Crédit Agricole Assurances se place sur le financement des ETI
Crise de la dette souveraine, réglementation, recherche de rendement… Depuis plusieurs mois, les assureurs sont contraints de se tourner un peu plus vers les obligations d’entreprises, cotées ou non. Sans compter que la récente affaire SNS Reaal aux Pays-Bas a démontré que la dette bancaire comporte de réels risques pour un investisseur. Un contexte à l’origine de l’émergence en 2012 du marché dit des «Euro PP», ces émissions obligataires d’entreprises non notées réservées à quelques investisseurs, et qui devrait continuer à jouer cette année.
De nombreux crédits syndiqués arrivent en effet à échéance dans les prochains mois. Or face à des banques de plus en plus frileuses en matière de crédit, les entreprises seront contraintes de se tourner vers ce nouveau financement. L’idée du placement privé Bonduelle de l’automne 2012, considéré comme le premier du genre, est née ainsi: compte tenu de la difficulté du groupe d’agro-alimentaire à mobiliser un crédit syndiqué dans de bonnes conditions, le Crédit Agricole Nord de France s’est tourné vers Crédit Agricole Assurances pour monter l’émission obligataire avec l’appui de CA CIB. Depuis, le montage a fait des émules.

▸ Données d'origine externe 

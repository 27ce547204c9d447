//! Sodium デバッガブリッジのコア機能
//!
//! このクレートは、構造化されたデバッグ要求とSodiumデバッガの
//! 行指向テキストプロトコルとの間の変換ロジックを提供します。
//! コマンドの直列化、応答テキストの分類、ブレークポイントIDの照合を統合します。

pub mod breakpoint;
pub mod bridge;
pub mod classify;
pub mod command;
pub mod config;
pub mod errors;
pub mod events;
pub mod gate;
pub mod session;

pub use breakpoint::{BreakpointRegistry, SourceBreakpoint};
pub use bridge::{SessionPrompt, SodiumBridge};
pub use classify::{Action, OutputClassifier};
pub use command::DebuggerCommand;
pub use config::{PathSanitizer, SessionConfig};
pub use errors::BridgeError;
pub use events::{DebugEvent, EventBus};
pub use gate::{RequestGate, SendTicket};
pub use session::{
    ReplyValue, ResponseChannel, SessionState, StackFrame, StopLocation, VariableInfo,
    VariableScope,
};

// 他のクレートから使用するために再エクスポート
pub use sodium_dap_target::{exit_message, DebuggerProcess, ProcessState};

/// ブリッジの結果型
pub type Result<T> = anyhow::Result<T>;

«En 2012, Crédit Agricole Assurances a investi environ 1,7 milliard d’euros en placements privés obligataires, soit environ la moitié du marché. Notre déploiement dépendra du rythme de croissance des émissions car il n’est pas dans notre objectif de forcer le développement de ce marché», explique Jérôme Grivet, le directeur général de Crédit Agricole Assurances. En plus de Bonduelle, l’assureur a ainsi participé aux financements obligataires privés de Plastic Omnium, de Bolloré, de Lactalis ou encore des Fromageries Bel. «Nous n’avons pas participé qu’à des opérations dirigées par CA CIB et il est d’ailleurs sain de ne pas être exclusif. Toutefois, le fait d’appartenir au même groupe facilite notre accès à ce type d’opération», reconnaît Jérôme Grivet.

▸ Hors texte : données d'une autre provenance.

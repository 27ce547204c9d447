//! 消費側へのイベント配信

use tokio::sync::mpsc;

/// ブリッジが発行する型付きイベント
///
/// 語彙は固定であり、配信は送りっぱなし（fire-and-forget）です。
#[derive(Debug, Clone, PartialEq, Eq)]
pub enum DebugEvent {
    /// セッションIDの確定後、要求受け付けの開始を通知
    Initialized,
    /// エントリ到達による停止
    StoppedEntry,
    /// ステップ実行の発行による停止
    StoppedStep,
    /// ブレークポイントヒットによる停止
    StoppedBreakpoint,
    /// データブレークポイントによる停止（スタブ経路からは発行されない）
    StoppedDataBreakpoint,
    /// 例外による停止（現行のシェイプからは発行されない）
    StoppedException,
    /// ブレークポイントIDが確定した
    BreakpointValidated { id: u32, verified: bool },
    /// デバッギ由来のテキスト出力
    Output {
        text: String,
        file: Option<String>,
        line: Option<u32>,
        column: Option<u32>,
    },
    /// セッション終了（"end"）
    Terminated,
}

/// イベント発行面
///
/// 受信側が閉じていても発行は失敗しません。
#[derive(Debug, Clone)]
pub struct EventBus {
    tx: mpsc::UnboundedSender<DebugEvent>,
}

impl EventBus {
    /// バスと受信側のペアを作成する
    pub fn new() -> (Self, mpsc::UnboundedReceiver<DebugEvent>) {
        let (tx, rx) = mpsc::unbounded_channel();
        (Self { tx }, rx)
    }

    /// イベントを発行する
    pub fn emit(&self, event: DebugEvent) {
        tracing::trace!(?event, "emit");
        let _ = self.tx.send(event);
    }

    /// テキスト出力イベントを発行する
    pub fn output(&self, text: impl Into<String>) {
        self.emit(DebugEvent::Output {
            text: text.into(),
            file: None,
            line: None,
            column: None,
        });
    }

    /// セッション終了イベントを発行する
    pub fn terminated(&self) {
        self.emit(DebugEvent::Terminated);
    }
}

#[cfg(test)]
mod tests {
    use super::*;

    #[test]
    fn test_emit_delivers_in_order() {
        let (bus, mut rx) = EventBus::new();
        bus.emit(DebugEvent::Initialized);
        bus.output("hello");
        bus.terminated();

        assert_eq!(rx.try_recv().unwrap(), DebugEvent::Initialized);
        assert!(matches!(rx.try_recv().unwrap(), DebugEvent::Output { .. }));
        assert_eq!(rx.try_recv().unwrap(), DebugEvent::Terminated);
    }

    #[test]
    fn test_emit_after_receiver_dropped_is_silent() {
        let (bus, rx) = EventBus::new();
        drop(rx);
        // 受信側が閉じていてもパニックしない
        bus.terminated();
    }
}
//! 応答テキストの分類
//!
//! デバッギの標準出力は半構造化テキストであり、複数の応答シェイプが
//! 構文的に重なり合います。ここでは優先順に並べたシェイプ照合表を
//! 先頭から試し、最初に一致したものだけを採用します。

use crate::config::PathSanitizer;
use crate::errors::BridgeError;
use crate::session::{StackFrame, VariableInfo, VariableScope};
use regex::Regex;
use serde_json::Value;

/// 分類結果のディスパッチ指示
#[derive(Debug, Clone, PartialEq)]
pub enum Action {
    /// セッションIDが拒否された（セッションは待機状態のまま）
    SessionNotFound { message: String },
    /// アタッチ成功の通知
    ThreadCreated { thread_id: u64 },
    /// フレーム選択の確認応答（ディスパッチなし）
    FrameSelected,
    /// 式評価の結果
    EvaluateResult { value: Value },
    /// スタックフレーム一覧
    StackPayload { frames: Vec<StackFrame> },
    /// 変数一覧
    VariablesPayload {
        scope: VariableScope,
        variables: Vec<VariableInfo>,
    },
    /// 既知のキーを持たない構造化ペイロード（破棄される）
    UnrecognizedPayload,
    /// ブレークポイントIDの確定通知
    BreakpointConfirmed { id: u32, file: String, line: u32 },
    /// ブレークポイントヒット
    BreakpointHit {
        id: u32,
        procedure: String,
        file: String,
        line: u32,
    },
    /// ステップ・継続実行の着地位置
    SteppedTo { file: String, line: u32 },
}

/// デバッギ内部のエスケープ記号（そのままではJSON文字列エスケープと衝突する）
const ESCAPE_MARKER: char = '\\';

/// ペイロード解析前にエスケープ記号を二重化する
fn double_escape_markers(fragment: &str) -> String {
    fragment.replace(ESCAPE_MARKER, r"\\")
}

/// 1シェイプ分の照合関数
///
/// 一致しなければ `None`、一致したら（解析失敗も含めて）その結果を返します。
type ShapeMatcher = fn(&OutputClassifier, &str) -> Option<Result<Action, BridgeError>>;

/// 優先順に並んだ (シェイプ名, 照合関数) の表
///
/// 先頭から順に試し、最初の一致で確定します。並び順がそのまま優先度です。
const SHAPES: &[(&str, ShapeMatcher)] = &[
    ("no-session-found", OutputClassifier::match_no_session),
    ("thread-created", OutputClassifier::match_thread_created),
    ("frame-ack", OutputClassifier::match_frame_ack),
    ("watch-result", OutputClassifier::match_watch),
    ("structured-payload", OutputClassifier::match_payload),
    ("breakpoint-confirmed", OutputClassifier::match_breakpoint_confirmed),
    ("breakpoint-hit", OutputClassifier::match_breakpoint_hit),
    ("stepped-to", OutputClassifier::match_stepped_to),
];

/// 応答シェイプの照合エンジン
///
/// 正規表現は構築時に一度だけコンパイルされます。
pub struct OutputClassifier {
    sanitizer: PathSanitizer,
    /// シェイプ1: セッション不在
    re_no_session: Regex,
    /// シェイプ2: スレッド生成通知
    re_thread_created: Regex,
    /// シェイプ3: フレーム選択の確認応答
    re_frame_ack: Regex,
    /// シェイプ4: 式評価結果のキー
    re_watch_key: Regex,
    /// シェイプ5: 埋め込みJSON断片
    re_json_fragment: Regex,
    /// シェイプ6: ブレークポイント確定
    re_breakpoint_confirmed: Regex,
    /// シェイプ7: ブレークポイントヒット
    re_breakpoint_hit: Regex,
    /// シェイプ8: ステップ着地（制御マーカー区切り）
    re_stepped_to: Regex,
}
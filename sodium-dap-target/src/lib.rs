//! Sodium デバッギプロセス制御
//!
//! このクレートは、デバッグ対象側のSodiumデバッガ子プロセスを制御するための
//! 低レベル機能を提供します。起動、標準入出力パイプ、終了コードの解釈などを行います。

pub mod process;

pub use process::{exit_message, DebuggerProcess, ProcessState};

/// デバッギ制御の結果型
pub type Result<T> = anyhow::Result<T>;
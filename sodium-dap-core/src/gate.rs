//! コマンド直列化ゲート
//!
//! テキストプロトコルには相関IDが存在しないため、「ストリーム上の次の応答」を
//! 「直前に送ったコマンドへの応答」と同義にする必要があります。このゲートは
//! 未応答のコマンドを常に高々1件に制限することでその対応関係を成立させます。

use std::sync::atomic::{AtomicBool, AtomicU64, Ordering};
use tokio::sync::Semaphore;

/// 送信許可の証跡
///
/// ゲートを獲得した呼び出し元だけがコマンドを送信できます。
/// ドロップしてもゲートは解放されません。解放は応答のディスパッチ側が
/// [`RequestGate::release`] で行います。
#[derive(Debug)]
pub struct SendTicket {
    seq: u64,
}

impl SendTicket {
    /// このチケットに対応するコマンド通番
    pub fn seq(&self) -> u64 {
        self.seq
    }
}

/// 単一飛行のコマンドゲート
///
/// 獲得はFIFOであり、獲得順がそのままコマンド発行順になります。
pub struct RequestGate {
    permit: Semaphore,
    held: AtomicBool,
    issued: AtomicU64,
    replied: AtomicU64,
}

impl RequestGate {
    /// 新しいゲートを作成する
    pub fn new() -> Self {
        Self {
            permit: Semaphore::new(1),
            held: AtomicBool::new(false),
            issued: AtomicU64::new(0),
            replied: AtomicU64::new(0),
        }
    }

    /// 未応答のコマンドが無くなるまで待機し、送信許可を得る
    pub async fn acquire(&self) -> SendTicket {
        // セマフォは閉じないので獲得は必ず成功する
        let permit = self
            .permit
            .acquire()
            .await
            .expect("request gate semaphore closed");
        permit.forget();
        self.held.store(true, Ordering::SeqCst);
        let seq = self.issued.fetch_add(1, Ordering::SeqCst) + 1;
        SendTicket { seq }
    }

    /// 応答の分類・ディスパッチ完了後にゲートを解放する
    ///
    /// 獲得されていない状態での呼び出しは何もしません（no-op）。
    pub fn release(&self, raw_reply: &str) {
        if self.held.swap(false, Ordering::SeqCst) {
            let n = self.replied.fetch_add(1, Ordering::SeqCst) + 1;
            tracing::debug!("    > replied ({}): {}", n, raw_reply.trim_end());
            self.permit.add_permits(1);
        }
    }

    /// 未応答のコマンドが存在するか
    pub fn outstanding(&self) -> bool {
        self.held.load(Ordering::SeqCst)
    }
}

impl Default for RequestGate {
    fn default() -> Self {
        Self::new()
    }
}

«Dans le cadre de Solvabilité 2, ces investissements sont un peu plus consommateurs en capital pour un assureur. Ils apportent toutefois un supplément de rémunération avec des spreads compris entre 150 et 300 pb par rapport aux mid swaps», explique le dirigeant. De quoi compenser une partie du risque inhérent à ce type de crédit non noté, même si les grands investisseurs disposent en interne d’analystes crédit.